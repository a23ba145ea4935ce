//! Project descriptor (project.toml) parsing
//!
//! A descriptor names one project, its optional parent, the modules it
//! aggregates and the projects it depends on:
//!
//! ```toml
//! modules = ["core", "app"]
//!
//! [project]
//! group-id = "org.acme"
//! artifact-id = "acme-parent"
//!
//! [parent]
//! group-id = "org.acme"
//! artifact-id = "acme-root"
//!
//! [[dependencies]]
//! group-id = "org.acme"
//! artifact-id = "acme-api"
//! ```

use serde::{Deserialize, Serialize};

use crate::config::defaults::DEFAULT_PARENT_PATH;
use crate::core::model::ProjectIdentity;

/// A parsed project descriptor
#[derive(Debug, Clone, Serialize, Deserialize, PartialEq)]
#[serde(rename_all = "kebab-case")]
pub struct ProjectDescriptor {
    /// Child module paths, relative to this descriptor's directory
    #[serde(default)]
    pub modules: Vec<String>,

    /// Project coordinates
    pub project: ProjectSection,

    /// Parent project reference
    #[serde(default)]
    pub parent: Option<ParentSection>,

    /// Projects this project depends on
    #[serde(default)]
    pub dependencies: Vec<DependencySection>,
}

/// The `[project]` table
#[derive(Debug, Clone, Serialize, Deserialize, PartialEq)]
#[serde(rename_all = "kebab-case")]
pub struct ProjectSection {
    /// Group id; inherited from `[parent]` when omitted
    #[serde(default)]
    pub group_id: Option<String>,

    /// Artifact id
    pub artifact_id: String,

    /// Informational version
    #[serde(default)]
    pub version: Option<String>,
}

/// The `[parent]` table
#[derive(Debug, Clone, Serialize, Deserialize, PartialEq)]
#[serde(rename_all = "kebab-case")]
pub struct ParentSection {
    /// Parent group id
    pub group_id: String,

    /// Parent artifact id
    pub artifact_id: String,

    /// Parent descriptor, relative to this descriptor's directory
    #[serde(default)]
    pub path: Option<String>,
}

impl ParentSection {
    /// Parent coordinates
    pub fn identity(&self) -> ProjectIdentity {
        ProjectIdentity::new(&self.group_id, &self.artifact_id)
    }

    /// Relative path to the parent descriptor
    pub fn path(&self) -> &str {
        self.path.as_deref().unwrap_or(DEFAULT_PARENT_PATH)
    }
}

/// One `[[dependencies]]` entry
#[derive(Debug, Clone, Serialize, Deserialize, PartialEq)]
#[serde(rename_all = "kebab-case")]
pub struct DependencySection {
    /// Dependency group id
    pub group_id: String,

    /// Dependency artifact id
    pub artifact_id: String,
}

impl DependencySection {
    /// Dependency coordinates
    pub fn identity(&self) -> ProjectIdentity {
        ProjectIdentity::new(&self.group_id, &self.artifact_id)
    }
}

impl ProjectDescriptor {
    /// Parse from TOML string
    pub fn from_toml(content: &str) -> Result<Self, toml::de::Error> {
        toml::from_str(content)
    }

    /// Effective group id: declared, or inherited from the parent
    pub fn group_id(&self) -> Option<&str> {
        self.project
            .group_id
            .as_deref()
            .or_else(|| self.parent.as_ref().map(|p| p.group_id.as_str()))
    }

    /// Effective coordinates, if the group id is known
    pub fn identity(&self) -> Option<ProjectIdentity> {
        self.group_id()
            .map(|group| ProjectIdentity::new(group, &self.project.artifact_id))
    }
}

-----

AIM OF THE EXERCISE - Each record above should be given again exactly as it appears.

RESULT BELOW -
repository a23ba145ea4935ce
//! Project descriptor (project.toml) parsing
//!
//! A descriptor names one project, its optional parent, the modules it
//! aggregates and the projects it depends on:
//!
//! ```toml
//! modules = ["core", "app"]
//!
//! [project]
//! group-id = "org.acme"
//! artifact-id = "acme-parent"
//!
//! [parent]
//! group-id = "org.acme"
//! artifact-id = "acme-root"
//!
//! [[dependencies]]
//! group-id = "org.acme"
//! artifact-id = "acme-api"
//! ```

use serde::{Deserialize, Serialize};

use crate::config::defaults::DEFAULT_PARENT_PATH;
use crate::core::model::ProjectIdentity;

/// A parsed project descriptor
#[derive(Debug, Clone, Serialize, Deserialize, PartialEq)]
#[serde(rename_all = "kebab-case")]
pub struct ProjectDescriptor {
    /// Child module paths, relative to this descriptor's directory
    #[serde(default)]
    pub modules: Vec<String>,

    /// Project coordinates
    pub project: ProjectSection,

    /// Parent project reference
    #[serde(default)]
    pub parent: Option<ParentSection>,

    /// Projects this project depends on
    #[serde(default)]
    pub dependencies: Vec<DependencySection>,
}

/// The `[project]` table
#[derive(Debug, Clone, Serialize, Deserialize, PartialEq)]
#[serde(rename_all = "kebab-case")]
pub struct ProjectSection {
    /// Group id; inherited from `[parent]` when omitted
    #[serde(default)]
    pub group_id: Option<String>,

    /// Artifact id
    pub artifact_id: String,

    /// Informational version
    #[serde(default)]
    pub version: Option<String>,
}

/// The `[parent]` table
#[derive(Debug, Clone, Serialize, Deserialize, PartialEq)]
#[serde(rename_all = "kebab-case")]
pub struct ParentSection {
    /// Parent group id
    pub group_id: String,

    /// Parent artifact id
    pub artifact_id: String,

    /// Parent descriptor, relative to this descriptor's directory
    #[serde(default)]
    pub path: Option<String>,
}

impl ParentSection {
    /// Parent coordinates
    pub fn identity(&self) -> ProjectIdentity {
        ProjectIdentity::new(&self.group_id, &self.artifact_id)
    }

    /// Relative path to the parent descriptor
    pub fn path(&self) -> &str {
        self.path.as_deref().unwrap_or(DEFAULT_PARENT_PATH)
    }
}

/// One `[[dependencies]]` entry
#[derive(Debug, Clone, Serialize, Deserialize, PartialEq)]
#[serde(rename_all = "kebab-case")]
pub struct DependencySection {
    /// Dependency group id
    pub group_id: String,

    /// Dependency artifact id
    pub artifact_id: String,
}

impl DependencySection {
    /// Dependency coordinates
    pub fn identity(&self) -> ProjectIdentity {
        ProjectIdentity::new(&self.group_id, &self.artifact_id)
    }
}

impl ProjectDescriptor {
    /// Parse from TOML string
    pub fn from_toml(content: &str) -> Result<Self, toml::de::Error> {
        toml::from_str(content)
    }

    /// Effective group id: declared, or inherited from the parent
    pub fn group_id(&self) -> Option<&str> {
        self.project
            .group_id
            .as_deref()
            .or_else(|| self.parent.as_ref().map(|p| p.group_id.as_str()))
    }

    /// Effective coordinates, if the group id is known
    pub fn identity(&self) -> Option<ProjectIdentity> {
        self.group_id()
            .map(|group| ProjectIdentity::new(group, &self.project.artifact_id))
    }
}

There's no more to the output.